Vie et Destin Vassili Grossman .ed Bouquins présentée par T.Todorov 2006

et complétée de textes ultérieurs qui éclairent l'oeuvre et l'auteur.



 

 

« La mort rend les hommes précieux et pathétiques »

« Dieu a créé l'homme pour qu'il y ait un commencement » c.a.d. la Liberté

Vie et Destin de Vassili Grossman se déroule de l'automne 1942 au printemps 43 autour de la bataille de Stalingrad , moment décisif d'affrontement entre deux totalitarismes étrangement homologues - et cet amalgame assumé par l'auteur lui vaudra la censure et la forclusion de l'Etat et de la Police.

Livre profondément humaniste qui assigne à chacun des personnages ses responsabilités voire sa culpabilité mais lui laisse sa part de fragilité , ses failles qui le rendent proche de l'auteur et du lecteur. Il veut aussi préserver l'espoir car si l'on peut étouffer la liberté on ne peut pas l'anéantir et nul à terme ne peut empêcher l'enfant de naître et le nouveau d'advenir , ni l'amour ni les petits gestes de bonté d'apparaitre ;la liberté radicale de l'homme défie les discours ou les coercitions normatives et le lit de Procuste du déterminisme scientifique. La nécessité totalitaire se heurte inopinément mais toujours au hasard de la Vie qui rebute le Destin.

Au travers de ce qui est vécu et magistralement décrit sous le visage d'acteurs multiples , tous singuliers mais liés par la parenté , l'amour ,l'amitié ,la guerre,...,dans les tableaux contrastés de vastes paysages , de combats , de camps d'extermination , tout est dit sur les hommes et sur l'histoire du XX° siècle avec la science d'un essai et le lyrisme d'une grande oeuvre poëtique.

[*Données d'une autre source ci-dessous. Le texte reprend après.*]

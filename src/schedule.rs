//! Epoch-keyed cooperative task scheduler.
//!
//! The engine is single-threaded: pacing delays, kickoff retries, and
//! watchdogs are tasks on a virtual clock rather than OS timers. Every task
//! carries the turn epoch it was scheduled in; when the scheduler drains, a
//! task whose epoch no longer matches the live epoch is dropped, making
//! stale continuations provably inert instead of relying on re-checks
//! scattered across callbacks.

use serde::{Deserialize, Serialize};

use crate::phase::PhaseTrigger;
use crate::player::PlayerId;

/// Work item kinds the orchestrator schedules for itself.
#[derive(Debug, Clone, Copy, PartialEq, Eq, Serialize, Deserialize)]
#[serde(rename_all = "snake_case")]
pub enum TaskKind {
    /// Attempt to kick off an autonomous turn; retries carry the attempt
    /// number.
    CpuKickoff { attempt: u8 },
    /// Watchdog that forces an autonomous turn to start.
    CpuKickoffWatchdog,
    /// Continue the autonomous roll/keep/reroll loop after a pacing delay.
    CpuRollStep,
    /// Close the buy window for the active player.
    BuyWindowClose,
    /// Re-check the effect queue gate while in the buy-wait phase.
    BuyWaitPoll,
    /// Re-request a transition that a minimum dwell deferred.
    PhaseRetry { trigger: PhaseTrigger },
}

/// Identifier for a scheduled task.
#[derive(Debug, Clone, Copy, PartialEq, Eq, Serialize, Deserialize)]
#[serde(transparent)]
pub struct TaskId(pub u64);

#[derive(Debug, Clone, PartialEq, Eq)]
struct ScheduledTask {
    id: TaskId,
    epoch: u64,
    due_ms: u64,
    kind: TaskKind,
    actor: PlayerId,
}

/// A task that became due and survived the epoch check.
#[derive(Debug, Clone, Copy, PartialEq, Eq)]
pub struct DueTask {
    pub id: TaskId,
    pub kind: TaskKind,
    pub actor: PlayerId,
}

/// A task dropped because its epoch went stale.
#[derive(Debug, Clone, Copy, PartialEq, Eq)]
pub struct StaleTask {
    pub id: TaskId,
    pub kind: TaskKind,
    pub epoch: u64,
}

/// Virtual-clock scheduler. Time only moves when the driver advances it.
#[derive(Debug, Clone, Default)]
pub struct TaskScheduler {
    now_ms: u64,
    next_id: u64,
    queue: Vec<ScheduledTask>,
}

impl TaskScheduler {
    #[must_use]
    pub fn new() -> Self {
        Self::default()
    }

    #[must_use]
    pub const fn now_ms(&self) -> u64 {
        self.now_ms
    }

    #[must_use]
    pub fn pending(&self) -> usize {
        self.queue.len()
    }

    /// Schedule a task `delay_ms` from now, bound to `epoch` and `actor`.
    pub fn schedule(&mut self, epoch: u64, delay_ms: u64, kind: TaskKind, actor: PlayerId) -> TaskId {
        let id = TaskId(self.next_id);
        self.next_id += 1;
        self.queue.push(ScheduledTask {
            id,
            epoch,
            due_ms: self.now_ms.saturating_add(delay_ms),
            kind,
            actor,
        });
        log::debug!("scheduled {kind:?} for epoch {epoch} at +{delay_ms}ms");
        id
    }

    /// Cancel a specific task. Returns true when it was still queued.
    pub fn cancel(&mut self, id: TaskId) -> bool {
        let before = self.queue.len();
        self.queue.retain(|task| task.id != id);
        self.queue.len() != before
    }

    /// Drop every queued task belonging to an earlier epoch.
    pub fn cancel_stale(&mut self, current_epoch: u64) -> Vec<StaleTask> {
        let mut dropped = Vec::new();
        self.queue.retain(|task| {
            if task.epoch == current_epoch {
                true
            } else {
                dropped.push(StaleTask {
                    id: task.id,
                    kind: task.kind,
                    epoch: task.epoch,
                });
                false
            }
        });
        dropped
    }

    /// Earliest due time among queued tasks.
    #[must_use]
    pub fn next_due_ms(&self) -> Option<u64> {
        self.queue.iter().map(|task| task.due_ms).min()
    }

    /// Advance the clock to `at_ms` and pull everything that became due.
    /// Tasks from stale epochs are dropped and reported separately; they
    /// never fire.
    pub fn advance_to(&mut self, at_ms: u64, current_epoch: u64) -> (Vec<DueTask>, Vec<StaleTask>) {
        self.now_ms = self.now_ms.max(at_ms);
        let now = self.now_ms;
        let mut due = Vec::new();
        let mut stale = Vec::new();
        self.queue.retain(|task| {
            if task.due_ms > now {
                return true;
            }
            if task.epoch == current_epoch {
                due.push(DueTask {
                    id: task.id,
                    kind: task.kind,
                    actor: task.actor,
                });
            } else {
                stale.push(StaleTask {
                    id: task.id,
                    kind: task.kind,
                    epoch: task.epoch,
                });
            }
            false
        });
        due.sort_by_key(|task| task.id.0);
        (due, stale)
    }
}

#[cfg(test)]
mod tests {
    use super::*;

    const ACTOR: PlayerId = PlayerId(0);

    #[test]
    fn tasks_fire_in_schedule_order_at_due_time() {
        let mut scheduler = TaskScheduler::new();
        scheduler.schedule(1, 100, TaskKind::CpuKickoff { attempt: 0 }, ACTOR);
        scheduler.schedule(1, 50, TaskKind::BuyWindowClose, ACTOR);

        let (due, stale) = scheduler.advance_to(49, 1);
        assert!(due.is_empty() && stale.is_empty());

        let (due, _) = scheduler.advance_to(100, 1);
        assert_eq!(due.len(), 2);
        assert!(scheduler.pending() == 0);
    }

    #[test]
    fn stale_epoch_tasks_never_fire() {
        let mut scheduler = TaskScheduler::new();
        scheduler.schedule(1, 10, TaskKind::CpuRollStep, ACTOR);
        let (due, stale) = scheduler.advance_to(10, 2);
        assert!(due.is_empty());
        assert_eq!(stale.len(), 1);
        assert_eq!(stale[0].epoch, 1);
    }

    #[test]
    fn cancel_removes_queued_task() {
        let mut scheduler = TaskScheduler::new();
        let id = scheduler.schedule(1, 10, TaskKind::CpuKickoffWatchdog, ACTOR);
        assert!(scheduler.cancel(id));
        assert!(!scheduler.cancel(id));
        let (due, _) = scheduler.advance_to(10, 1);
        assert!(due.is_empty());
    }

    #[test]
    fn cancel_stale_sweeps_earlier_epochs() {
        let mut scheduler = TaskScheduler::new();
        scheduler.schedule(1, 500, TaskKind::CpuKickoffWatchdog, ACTOR);
        scheduler.schedule(2, 500, TaskKind::CpuRollStep, ACTOR);
        let dropped = scheduler.cancel_stale(2);
        assert_eq!(dropped.len(), 1);
        assert_eq!(scheduler.pending(), 1);
    }

    #[test]
    fn clock_never_runs_backwards() {
        let mut scheduler = TaskScheduler::new();
        scheduler.advance_to(100, 0);
        scheduler.advance_to(50, 0);
        assert_eq!(scheduler.now_ms(), 100);
    }
}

Mais le secret de l'oeuvre , l'émotion profonde quelle nous impose c'est certainement l'implication revendiquée de l'auteur , « homo sovieticus « qui se retourne vers son passé : sollicité par le Pouvoir il a trahi , dénoncé , calomnnié à plusieurs reprises au cours de sa vie par peur ,conformisme ou « sincère » esprit de Parti. Il assume sa culpabilité , ne veut pas du pardon .

Mais il demandera aussi dans des textes ultérieurs (« Tout Passe ») quels hommes pourront juger d'autres hommes car tous sont impliqués.

C'est dans une disposition similaire que se trouve chez Camus le « juge pénitent » de La Chute , mais ici le personnage a vécu complètement la faute et affiche publiquement son remord.

Soleil rouge des couchants sur la steppe , moments de grâce et de lumière avant les canons et les massacres , regret de l'inaccompli au bord de la mort , nostalgie suffocante de la musique ,tortures de l'arbitraire , ce roman donne à voir du beau,du farouche,du noble mais avant tout nous met devant notre condition d'humain fragile ,faillible mais capable de bonté et « du petit Bien » que le Mal n'arrive finalement jamais à faire disparaître.